Mitchell Rose: The Washington Post acclaimed his work as “…in the tradition of Chaplin, Keaton, and Tati – funny and sad and more than the sum of both.”
David Johnson: Filmmaker, photographer,author, lecturer and founder of Silent Images, a Charlotte-based nonprofit organization devoted to telling both local and global stories of those who are most unheard.
Dana Wilson: Writer/director/editor/production coordinator/supervisor. A former producer on the ABC series Desperate Housewives, her comedic short showcases an entirely different kind of desperation.
Nick Confalone: Nick is best known for writing and directing six-second Vines. His work has been featured on CNN, The Ellen Degeneres Show, and at the Tribeca Film Festival.
Cecil Stokes and Josh Summers: Cecil and Josh are award-winning producers with over 500 television credits on networks including A&E, ESPN, Food Network, HGTV, Ovation, OWN and Turner.
Anna Christopher and Regina Taufen: Bringing a trio of comedic films to the festival, the credits of this LA-based duo include the MTV series, Awkward, and feature films including Night at the Museum and Date Night.
Beverly Penninger and Alyson Young: Local filmmakers, their collection of award-winning films includes: Wild in Corolla, The Spirit of Sacajawea,and The Newport Effect.
Eric Davis: Locally-based writer/producer of documentaries, television and online content for more than twenty years.
Now, my short doesn't have a hope of winning anything against that crowd -- it's a pretty simple film and the goal was never "winning" anything, anyway. But, as they say, it's an honor to be in such great company.

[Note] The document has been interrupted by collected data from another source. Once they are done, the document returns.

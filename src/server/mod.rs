//! Server descriptor resolution.
//!
//! # Data Flow
//! ```text
//! SharedConfig snapshot
//!     → cluster::resolve_client_config   (ClientConfig, unthrottled)
//!     → auth::select                     (AuthMiddleware + fallback)
//!     → lifecycle::startup::assemble     (start hooks)
//!     → descriptor.rs                    (ServerDescriptor)
//! ```
//!
//! # Design Decisions
//! - One pass, strictly forward; any error aborts with no partial descriptor
//! - The pass only returns errors; aborting the process is the caller's call

pub mod descriptor;
pub mod resolve;

pub use descriptor::{DashboardUrl, ServerDescriptor};
pub use resolve::Resolver;
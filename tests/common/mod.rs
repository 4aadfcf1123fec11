//! Shared utilities for integration tests.

use std::net::SocketAddr;
use std::path::PathBuf;
use std::sync::{Arc, Mutex};

use axum::{
    extract::{Path, State},
    http::{HeaderMap, StatusCode},
    response::IntoResponse,
    routing::{any, delete, get},
    Json, Router,
};
use serde_json::json;
use tempfile::TempDir;
use tokio::net::TcpListener;

/// Token the gateway itself presents to the mock cluster.
pub const GATEWAY_TOKEN: &str = "gateway-token";

/// Token value a user presents to the gateway.
pub const USER_TOKEN: &str = "token-abc:s3cret";

/// Behaviour switches and call records for the mock cluster.
#[derive(Clone, Default)]
pub struct MockCluster {
    /// Fail the token list with HTTP 500.
    pub fail_token_list: bool,
    pub deleted: Arc<Mutex<Vec<String>>>,
}

fn authorized(headers: &HeaderMap) -> bool {
    headers
        .get("authorization")
        .and_then(|v| v.to_str().ok())
        .map(|v| v == format!("Bearer {}", GATEWAY_TOKEN))
        .unwrap_or(false)
}

async fn version(headers: HeaderMap) -> impl IntoResponse {
    if !authorized(&headers) {
        return StatusCode::UNAUTHORIZED.into_response();
    }
    Json(json!({"major": "1", "minor": "30", "gitVersion": "v1.30.2"})).into_response()
}

async fn tokens(State(mock): State<MockCluster>, headers: HeaderMap) -> impl IntoResponse {
    if !authorized(&headers) {
        return StatusCode::UNAUTHORIZED.into_response();
    }
    if mock.fail_token_list {
        return StatusCode::INTERNAL_SERVER_ERROR.into_response();
    }
    Json(json!({
        "items": [{
            "metadata": {"name": "token-abc"},
            "token": "s3cret",
            "userId": "u-1",
            "groupPrincipals": [{"metadata": {"name": "local://devs"}}]
        }]
    }))
    .into_response()
}

async fn delete_token(State(mock): State<MockCluster>, Path(name): Path<String>) -> StatusCode {
    mock.deleted.lock().unwrap().push(name);
    StatusCode::OK
}

/// Echo how the gateway called the cluster.
async fn echo(headers: HeaderMap) -> Json<serde_json::Value> {
    let get = |name: &str| {
        headers
            .get_all(name)
            .iter()
            .filter_map(|v| v.to_str().ok().map(str::to_string))
            .collect::<Vec<_>>()
    };
    Json(json!({
        "authorized": authorized(&headers),
        "user": get("impersonate-user"),
        "groups": get("impersonate-group"),
    }))
}

/// Start the mock cluster on an ephemeral port.
pub async fn start_mock_cluster(mock: MockCluster) -> SocketAddr {
    let app = Router::new()
        .route("/version", get(version))
        .route("/apis/management.cattle.io/v3/tokens", get(tokens))
        .route("/apis/management.cattle.io/v3/tokens/{name}", delete(delete_token))
        .route("/api/{*path}", any(echo))
        .with_state(mock);

    let listener = TcpListener::bind("127.0.0.1:0").await.unwrap();
    let addr = listener.local_addr().unwrap();
    tokio::spawn(async move {
        let _ = axum::serve(listener, app).await;
    });
    addr
}

/// Write a kubeconfig pointing at `server`; keep the returned dir alive.
pub fn write_kubeconfig(server: &str) -> (TempDir, PathBuf) {
    let dir = TempDir::new().unwrap();
    let path = dir.path().join("kubeconfig");
    std::fs::write(
        &path,
        format!(
            r#"
apiVersion: v1
kind: Config
current-context: test
clusters:
- name: mock
  cluster:
    server: {server}
contexts:
- name: test
  context:
    cluster: mock
    user: gateway
users:
- name: gateway
  user:
    token: {token}
"#,
            server = server,
            token = GATEWAY_TOKEN
        ),
    )
    .unwrap();
    (dir, path)
}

I'm sure, like always, some great films were submitted but left out. But to me reading this list of filmmakers shows the programmers of this first-time festival had a great idea, provoked new work, and put it into a package that will make for great screenings.

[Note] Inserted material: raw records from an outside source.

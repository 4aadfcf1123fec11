//! Configuration file watcher for hot reload.
//!
//! Reloaded snapshots replace the shared config atomically. Values read
//! lazily (the dashboard URL) pick the change up immediately; everything
//! already resolved into the server descriptor keeps its startup value.

use std::path::{Path, PathBuf};
use std::sync::Arc;
use std::time::Duration;

use notify::{Config as NotifyConfig, Event, RecommendedWatcher, RecursiveMode, Watcher};

use crate::config::loader::load_config;
use crate::config::SharedConfig;

/// A watcher that monitors the configuration file for changes.
pub struct ConfigWatcher {
    path: PathBuf,
    shared: SharedConfig,
}

impl ConfigWatcher {
    pub fn new(path: &Path, shared: SharedConfig) -> Self {
        Self {
            path: path.to_path_buf(),
            shared,
        }
    }

    /// Start watching the file. Dropping the returned watcher stops it.
    pub fn run(self) -> Result<RecommendedWatcher, notify::Error> {
        let path = self.path.clone();
        let shared = self.shared.clone();

        let mut watcher = RecommendedWatcher::new(
            move |res: notify::Result<Event>| match res {
                Ok(event) => {
                    if event.kind.is_modify() || event.kind.is_create() {
                        reload(&path, &shared);
                    }
                }
                Err(e) => tracing::error!(error = %e, "Config watch error"),
            },
            NotifyConfig::default().with_poll_interval(Duration::from_secs(2)),
        )?;

        watcher.watch(&self.path, RecursiveMode::NonRecursive)?;

        tracing::info!(path = %self.path.display(), "Config watcher started");
        Ok(watcher)
    }
}

/// Load `path` and publish it, keeping the current snapshot on failure.
pub fn reload(path: &Path, shared: &SharedConfig) -> bool {
    match load_config(path) {
        Ok(new_config) => {
            let old = shared.load();
            if old.kubeconfig != new_config.kubeconfig
                || old.authentication != new_config.authentication
                || old.webhook != new_config.webhook
            {
                tracing::warn!("Cluster or authentication settings changed; restart to apply them");
            }
            shared.store(Arc::new(new_config));
            tracing::info!(path = %path.display(), "Configuration reloaded");
            true
        }
        Err(e) => {
            tracing::error!(error = %e, "Failed to reload config, keeping current configuration");
            false
        }
    }
}

#[cfg(test)]
mod tests {
    use super::*;
    use crate::config::schema::Config;
    use arc_swap::ArcSwap;
    use std::fs;

    #[test]
    fn test_reload_swaps_snapshot() {
        let dir = tempfile::tempdir().unwrap();
        let path = dir.path().join("gateway.toml");
        fs::write(&path, "dashboard-url = \"https://ui.example.com/index.html\"\n").unwrap();

        let shared: SharedConfig = Arc::new(ArcSwap::from_pointee(Config::default()));
        assert!(reload(&path, &shared));
        assert_eq!(shared.load().dashboard_url, "https://ui.example.com/index.html");
    }

    #[test]
    fn test_reload_keeps_snapshot_on_error() {
        let dir = tempfile::tempdir().unwrap();
        let path = dir.path().join("gateway.toml");
        fs::write(&path, "dashboard-url = [").unwrap();

        let shared: SharedConfig = Arc::new(ArcSwap::from_pointee(Config::default()));
        assert!(!reload(&path, &shared));
        assert_eq!(*shared.load_full(), Config::default());
    }
}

Now ... imagine the straight-to-YouTube version of this challenge to make a 100-word film.

Possibly unwatchable, right? 500, maybe 1,000 submitted films being voted up quickly by the videomaker's friends. Good films lost with no votes, cheesy in-jokes rising to the top followed by Tweets pleading for more votes. There's a place for that, maybe, and there is something nicely democratic in having everyone's submissions out there a click away. But ... the result is typically a mess.

So, my answer to the "why festivals?" question is that the process, when handled well, is equivalent to the best curation museums strive to achieve.

As a viewer, I'm not here to hand out perfect-attendance awards. You made a film, and that's a quasi-miracle. On to step two, however: do I need to see it?

I want to see films that have some interest, some value, some character, some surprise, some connection to today. I want to avoid seeing films that depend on cliche and the current in-joke and that play out as clickbait.

Good curation, good programming, good gatekeeping is a strong step towards that. Film programs will still be hit and miss, of course, in the same way any room in a museum can be. But to get a screening, a program, a festival that far -- to the point that we can consider it curated art -- is a great result.   

Saturday, November 08, 2014

Screening at LABART

Today at 3 p.m., my short documentary The Readymade on the Corner will screen at the New Urbanism Film Festival in Los Angeles as part of the Street Art Short Films program.

The venue is LABART, which is "the largest art gallery in the nation dedicated to street art." The gallery is at 217 S. La Brea Avenue.